CN116029354A

CN116029354A - Text pair-oriented Chinese language model pre-training method

Info

Publication number: CN116029354A
Application number: CN202210950700.1A
Authority: CN
Inventors: 庞帅; 战科宇; 曹延森; 王华英; 王礼鑫; 张欢
Original assignee: Chinaso Information Technology Co ltd
Current assignee: Chinaso Information Technology Co ltd
Priority date: 2022-08-09
Filing date: 2022-08-09
Publication date: 2023-04-28
Anticipated expiration: 2042-08-09
Also published as: CN116029354B

Abstract

The invention provides a text pair-oriented Chinese language model pre-training method, which comprises the following steps: inputting text pairs; the text pair comprises a text A and a text B which are arranged in pairs; in the text A, randomly selecting n words, and shielding each randomly selected word by adopting shielding characters to obtain a shielded text; word segmentation is carried out on the text B, and each word subjected to word segmentation is disordered, so that a text subjected to disordered is obtained; splicing the text A1, the text B1 and the text B to obtain a spliced text; and after the spliced text is encoded, a masking word prediction task and a word order recovery task are respectively adopted to obtain a total loss function.
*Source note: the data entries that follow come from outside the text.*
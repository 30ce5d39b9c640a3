// Copyright 2025 Tyler Neely (tylerneely@gmail.com).
// Copyright 2021 Emilie Gillet (emilie.o.gillet@gmail.com)
//
// Permission is hereby granted, free of charge, to any person obtaining a copy
// of this software and associated documentation files (the "Software"), to deal
// in the Software without restriction, including without limitation the rights
// to use, copy, modify, merge, publish, distribute, sublicense, and/or sell
// copies of the Software, and to permit persons to whom the Software is
// furnished to do so, subject to the following conditions:
//
// The above copyright notice and this permission notice shall be included in
// all copies or substantial portions of the Software.
//
// THE SOFTWARE IS PROVIDED "AS IS", WITHOUT WARRANTY OF ANY KIND, EXPRESS OR
// IMPLIED, INCLUDING BUT NOT LIMITED TO THE WARRANTIES OF MERCHANTABILITY,
// FITNESS FOR A PARTICULAR PURPOSE AND NONINFRINGEMENT. IN NO EVENT SHALL THE
// AUTHORS OR COPYRIGHT HOLDERS BE LIABLE FOR ANY CLAIM, DAMAGES OR OTHER
// LIABILITY, WHETHER IN AN ACTION OF CONTRACT, TORT OR OTHERWISE, ARISING FROM,
// OUT OF OR IN CONNECTION WITH THE SOFTWARE OR THE USE OR OTHER DEALINGS IN
// THE SOFTWARE.
//
// See http://creativecommons.org/licenses/MIT/ for more information.

//! Four phase operator envelope (attack, first decay, second decay, release).
//!
//! Level is an attenuation in 0.09375 dB steps, 0 = loudest and
//! [`ATTENUATION_MAX`] = silent. Rates follow the chip's 0..63 effective rate
//! scale, where each step of 4 doubles the speed.

use super::tables::ATTENUATION_MAX;

/// Time for a full 96 dB decay at effective rate 60, in seconds.
const DECAY_TIME_RATE_60: f32 = 0.0082;

/// Attack is this much faster than a decay of the same rate.
const ATTACK_SPEEDUP: f32 = 6.0;

/// Offset used to shape the exponential attack curve.
const ATTACK_BIAS: f32 = 16.0;

/// Envelope phase.
#[derive(Clone, Copy, Debug, PartialEq, Eq)]
pub enum EnvelopePhase {
    /// Rising toward full level.
    Attack,
    /// Falling toward the sustain level.
    Decay1,
    /// Falling from the sustain level while the key is held.
    Decay2,
    /// Falling after key off.
    Release,
    /// Silent.
    Off,
}

/// Envelope rates and sustain level as written to the chip.
#[derive(Clone, Copy, Debug, Default, PartialEq, Eq)]
pub struct EnvelopeParams {
    /// Attack rate, 0..31.
    pub ar: u8,
    /// First decay rate, 0..31.
    pub d1r: u8,
    /// Second decay rate, 0..31.
    pub d2r: u8,
    /// Release rate, 0..15.
    pub rr: u8,
    /// First decay level, 0..15 (3 dB steps, 15 = silent).
    pub d1l: u8,
    /// Key scaling, 0..3.
    pub ks: u8,
}

/// Per operator envelope generator.
#[derive(Clone, Debug)]
pub struct Envelope {
    phase: EnvelopePhase,
    level: f32,
    sample_rate: f32,
}

/// Chip effective rate for a raw register rate, applying key scaling.
///
/// `raw` is already doubled for the 5-bit rates; `keycode` is the 5-bit
/// octave/note code of the channel.
pub fn effective_rate(raw: u32, ks: u8, keycode: u8) -> u32 {
    if raw == 0 {
        return 0;
    }
    let scaled = (keycode as u32) >> (3 - ks.min(3) as u32);
    (raw + scaled).min(63)
}

/// Seconds for a full-scale decay at the given effective rate.
fn decay_seconds(rate: u32) -> f32 {
    DECAY_TIME_RATE_60 * 2f32.powf((60.0 - rate as f32) / 4.0)
}

impl Envelope {
    /// New silent envelope.
    pub fn new(sample_rate: f32) -> Self {
        Self {
            phase: EnvelopePhase::Off,
            level: ATTENUATION_MAX as f32,
            sample_rate,
        }
    }

    /// Current phase.
    pub fn phase(&self) -> EnvelopePhase {
        self.phase
    }

    /// Current attenuation in 0.09375 dB steps.
    pub fn attenuation(&self) -> u32 {
        self.level as u32
    }

    /// Restart from the current level (the chip does not reset the level).
    pub fn key_on(&mut self) {
        self.phase = EnvelopePhase::Attack;
    }

    /// Enter release.
    pub fn key_off(&mut self) {
        if self.phase != EnvelopePhase::Off {
            self.phase = EnvelopePhase::Release;
        }
    }

    /// Force silence.
    pub fn reset(&mut self) {
        self.phase = EnvelopePhase::Off;
        self.level = ATTENUATION_MAX as f32;
    }

    fn decay_step(&self, rate: u32) -> f32 {
        if rate == 0 {
            return 0.0;
        }
        ATTENUATION_MAX as f32 / (decay_seconds(rate) * self.sample_rate)
    }

    /// Advance one sample.
    pub fn tick(&mut self, params: &EnvelopeParams, keycode: u8) {
        let max = ATTENUATION_MAX as f32;
        match self.phase {
            EnvelopePhase::Attack => {
                let rate = effective_rate(params.ar as u32 * 2, params.ks, keycode);
                if rate >= 62 {
                    self.level = 0.0;
                } else if rate > 0 {
                    let seconds = decay_seconds(rate) / ATTACK_SPEEDUP;
                    let span = ((max + ATTACK_BIAS) / ATTACK_BIAS).ln();
                    let k = 1.0 - (-span / (seconds * self.sample_rate)).exp();
                    self.level -= (self.level + ATTACK_BIAS) * k;
                }
                if self.level <= 0.0 {
                    self.level = 0.0;
                    self.phase = EnvelopePhase::Decay1;
                }
            }
            EnvelopePhase::Decay1 => {
                let sustain = if params.d1l >= 15 {
                    max
                } else {
                    params.d1l as f32 * 32.0
                };
                let rate = effective_rate(params.d1r as u32 * 2, params.ks, keycode);
                self.level += self.decay_step(rate);
                if self.level >= sustain {
                    self.level = sustain;
                    self.phase = EnvelopePhase::Decay2;
                }
            }
            EnvelopePhase::Decay2 => {
                let rate = effective_rate(params.d2r as u32 * 2, params.ks, keycode);
                self.level = (self.level + self.decay_step(rate)).min(max);
            }
            EnvelopePhase::Release => {
                let rate = effective_rate(params.rr as u32 * 4 + 2, params.ks, keycode);
                self.level += self.decay_step(rate);
                if self.level >= max {
                    self.level = max;
                    self.phase = EnvelopePhase::Off;
                }
            }
            EnvelopePhase::Off => {}
        }
    }
}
The invention provides a text pair-oriented Chinese language model pre-training method, which can learn language and word sequence information in a text pair more fully, thereby improving the pre-training model effect.

Description

Text pair-oriented Chinese language model pre-training method

Technical Field

The invention belongs to the technical field of computer natural language processing, and particularly relates to a text pair-oriented Chinese language model pre-training method.

Background

The advent of Pre-trained Models (PTMs) brought NLP into a new era. At present, a plurality of industrial applications adopt a mode of fine adjustment of PTMS+downstream task data, and have achieved an effect exceeding the past.

Among the many NLP tasks, text takes on the form of tasks such as text semantic matching tasks, question answer pair (question answer pair, QA) matching tasks, etc. Aiming at the task academia, a plurality of pre-training tasks are provided for training related PTMs, and in summary, two methods are mainly adopted, namely, a language model method is adopted, the core is to shield certain words, and then a training stage tries to recover the shielded words; and secondly, predicting the relation of the text pairs, such as scrambling the sequence of continuous sentences in the original article, trying to judge whether the text pairs are continuous in the original text in training, and the like. The knowledge learned by the pre-training tasks is generally simpler, the information quantity is relatively limited, and noise is easy to introduce, so that how to enable the text to learn the language and other information in the text pair more fully for the pre-training tasks, and the efficiency of the text to the pre-training tasks is improved, and the problem to be solved at present is solved.

Disclosure of Invention

Aiming at the defects existing in the prior art, the invention provides a text pair-oriented Chinese language model pre-training method, which can effectively solve the problems.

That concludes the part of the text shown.